(Task input):
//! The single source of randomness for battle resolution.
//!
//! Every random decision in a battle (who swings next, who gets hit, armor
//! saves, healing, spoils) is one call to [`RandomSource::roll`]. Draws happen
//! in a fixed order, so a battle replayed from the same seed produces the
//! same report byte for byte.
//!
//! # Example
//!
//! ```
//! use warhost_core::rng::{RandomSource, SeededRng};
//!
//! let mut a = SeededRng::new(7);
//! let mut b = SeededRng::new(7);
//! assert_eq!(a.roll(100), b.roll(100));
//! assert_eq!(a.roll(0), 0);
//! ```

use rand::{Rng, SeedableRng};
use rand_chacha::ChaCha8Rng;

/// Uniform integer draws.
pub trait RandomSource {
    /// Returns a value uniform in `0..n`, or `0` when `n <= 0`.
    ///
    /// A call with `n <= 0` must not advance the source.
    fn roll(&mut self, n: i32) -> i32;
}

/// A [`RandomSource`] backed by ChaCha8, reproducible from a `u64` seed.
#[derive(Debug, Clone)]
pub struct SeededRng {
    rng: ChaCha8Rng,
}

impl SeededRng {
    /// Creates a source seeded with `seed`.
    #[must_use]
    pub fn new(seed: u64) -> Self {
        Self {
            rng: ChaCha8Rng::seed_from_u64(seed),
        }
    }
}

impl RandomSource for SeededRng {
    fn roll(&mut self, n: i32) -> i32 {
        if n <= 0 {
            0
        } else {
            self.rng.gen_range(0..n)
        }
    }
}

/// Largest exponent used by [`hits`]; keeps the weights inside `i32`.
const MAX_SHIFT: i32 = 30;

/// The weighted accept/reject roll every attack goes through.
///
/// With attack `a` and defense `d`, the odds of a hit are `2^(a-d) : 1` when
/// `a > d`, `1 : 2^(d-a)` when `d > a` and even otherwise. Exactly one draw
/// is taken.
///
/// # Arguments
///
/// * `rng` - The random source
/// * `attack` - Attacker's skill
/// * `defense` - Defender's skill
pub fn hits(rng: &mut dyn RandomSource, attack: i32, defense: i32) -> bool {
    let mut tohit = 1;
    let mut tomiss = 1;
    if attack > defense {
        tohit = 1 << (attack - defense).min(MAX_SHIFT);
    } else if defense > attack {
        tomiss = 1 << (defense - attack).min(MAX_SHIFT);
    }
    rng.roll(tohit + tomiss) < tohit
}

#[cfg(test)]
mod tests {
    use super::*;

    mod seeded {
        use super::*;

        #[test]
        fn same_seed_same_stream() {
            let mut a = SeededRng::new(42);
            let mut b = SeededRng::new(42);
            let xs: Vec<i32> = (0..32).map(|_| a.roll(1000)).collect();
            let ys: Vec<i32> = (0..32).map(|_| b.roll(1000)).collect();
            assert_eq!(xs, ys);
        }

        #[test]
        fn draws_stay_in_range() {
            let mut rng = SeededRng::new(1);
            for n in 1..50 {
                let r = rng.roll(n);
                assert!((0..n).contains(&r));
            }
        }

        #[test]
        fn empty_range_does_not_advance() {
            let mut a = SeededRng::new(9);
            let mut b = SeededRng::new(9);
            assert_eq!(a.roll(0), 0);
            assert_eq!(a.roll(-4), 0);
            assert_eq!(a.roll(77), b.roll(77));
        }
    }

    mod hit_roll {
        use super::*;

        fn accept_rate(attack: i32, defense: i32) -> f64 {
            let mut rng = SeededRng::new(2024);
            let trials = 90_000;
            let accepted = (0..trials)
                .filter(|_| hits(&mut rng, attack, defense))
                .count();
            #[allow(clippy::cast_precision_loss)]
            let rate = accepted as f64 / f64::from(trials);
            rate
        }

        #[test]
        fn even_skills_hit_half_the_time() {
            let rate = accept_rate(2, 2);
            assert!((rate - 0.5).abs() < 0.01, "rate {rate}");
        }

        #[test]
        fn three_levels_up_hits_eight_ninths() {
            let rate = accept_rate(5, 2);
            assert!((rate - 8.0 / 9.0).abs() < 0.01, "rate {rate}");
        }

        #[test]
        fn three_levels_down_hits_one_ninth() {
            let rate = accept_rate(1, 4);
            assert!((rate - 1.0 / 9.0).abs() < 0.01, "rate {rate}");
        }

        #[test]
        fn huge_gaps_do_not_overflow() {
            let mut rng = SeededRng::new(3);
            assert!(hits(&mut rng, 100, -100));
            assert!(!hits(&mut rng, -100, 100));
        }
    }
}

(To do):
Every entry should be output again exactly as written.

(Result for this task):
//! The single source of randomness for battle resolution.
//!
//! Every random decision in a battle (who swings next, who gets hit, armor
//! saves, healing, spoils) is one call to [`RandomSource::roll`]. Draws happen
//! in a fixed order, so a battle replayed from the same seed produces the
//! same report byte for byte.
//!
//! # Example
//!
//! ```
//! use warhost_core::rng::{RandomSource, SeededRng};
//!
//! let mut a = SeededRng::new(7);
//! let mut b = SeededRng::new(7);
//! assert_eq!(a.roll(100), b.roll(100));
//! assert_eq!(a.roll(0), 0);
//! ```

use rand::{Rng, SeedableRng};
use rand_chacha::ChaCha8Rng;

/// Uniform integer draws.
pub trait RandomSource {
    /// Returns a value uniform in `0..n`, or `0` when `n <= 0`.
    ///
    /// A call with `n <= 0` must not advance the source.
    fn roll(&mut self, n: i32) -> i32;
}

/// A [`RandomSource`] backed by ChaCha8, reproducible from a `u64` seed.
#[derive(Debug, Clone)]
pub struct SeededRng {
    rng: ChaCha8Rng,
}

impl SeededRng {
    /// Creates a source seeded with `seed`.
    #[must_use]
    pub fn new(seed: u64) -> Self {
        Self {
            rng: ChaCha8Rng::seed_from_u64(seed),
        }
    }
}

impl RandomSource for SeededRng {
    fn roll(&mut self, n: i32) -> i32 {
        if n <= 0 {
            0
        } else {
            self.rng.gen_range(0..n)
        }
    }
}

/// Largest exponent used by [`hits`]; keeps the weights inside `i32`.
const MAX_SHIFT: i32 = 30;

/// The weighted accept/reject roll every attack goes through.
///
/// With attack `a` and defense `d`, the odds of a hit are `2^(a-d) : 1` when
/// `a > d`, `1 : 2^(d-a)` when `d > a` and even otherwise. Exactly one draw
/// is taken.
///
/// # Arguments
///
/// * `rng` - The random source
/// * `attack` - Attacker's skill
/// * `defense` - Defender's skill
pub fn hits(rng: &mut dyn RandomSource, attack: i32, defense: i32) -> bool {
    let mut tohit = 1;
    let mut tomiss = 1;
    if attack > defense {
        tohit = 1 << (attack - defense).min(MAX_SHIFT);
    } else if defense > attack {
        tomiss = 1 << (defense - attack).min(MAX_SHIFT);
    }
    rng.roll(tohit + tomiss) < tohit
}

#[cfg(test)]
mod tests {
    use super::*;

    mod seeded {
        use super::*;

        #[test]
        fn same_seed_same_stream() {
            let mut a = SeededRng::new(42);
            let mut b = SeededRng::new(42);
            let xs: Vec<i32> = (0..32).map(|_| a.roll(1000)).collect();
            let ys: Vec<i32> = (0..32).map(|_| b.roll(1000)).collect();
            assert_eq!(xs, ys);
        }

        #[test]
        fn draws_stay_in_range() {
            let mut rng = SeededRng::new(1);
            for n in 1..50 {
                let r = rng.roll(n);
                assert!((0..n).contains(&r));
            }
        }

        #[test]
        fn empty_range_does_not_advance() {
            let mut a = SeededRng::new(9);
            let mut b = SeededRng::new(9);
            assert_eq!(a.roll(0), 0);
            assert_eq!(a.roll(-4), 0);
            assert_eq!(a.roll(77), b.roll(77));
        }
    }

    mod hit_roll {
        use super::*;

        fn accept_rate(attack: i32, defense: i32) -> f64 {
            let mut rng = SeededRng::new(2024);
            let trials = 90_000;
            let accepted = (0..trials)
                .filter(|_| hits(&mut rng, attack, defense))
                .count();
            #[allow(clippy::cast_precision_loss)]
            let rate = accepted as f64 / f64::from(trials);
            rate
        }

        #[test]
        fn even_skills_hit_half_the_time() {
            let rate = accept_rate(2, 2);
            assert!((rate - 0.5).abs() < 0.01, "rate {rate}");
        }

        #[test]
        fn three_levels_up_hits_eight_ninths() {
            let rate = accept_rate(5, 2);
            assert!((rate - 8.0 / 9.0).abs() < 0.01, "rate {rate}");
        }

        #[test]
        fn three_levels_down_hits_one_ninth() {
            let rate = accept_rate(1, 4);
            assert!((rate - 1.0 / 9.0).abs() < 0.01, "rate {rate}");
        }

        #[test]
        fn huge_gaps_do_not_overflow() {
            let mut rng = SeededRng::new(3);
            assert!(hits(&mut rng, 100, -100));
            assert!(!hits(&mut rng, -100, 100));
        }
    }
}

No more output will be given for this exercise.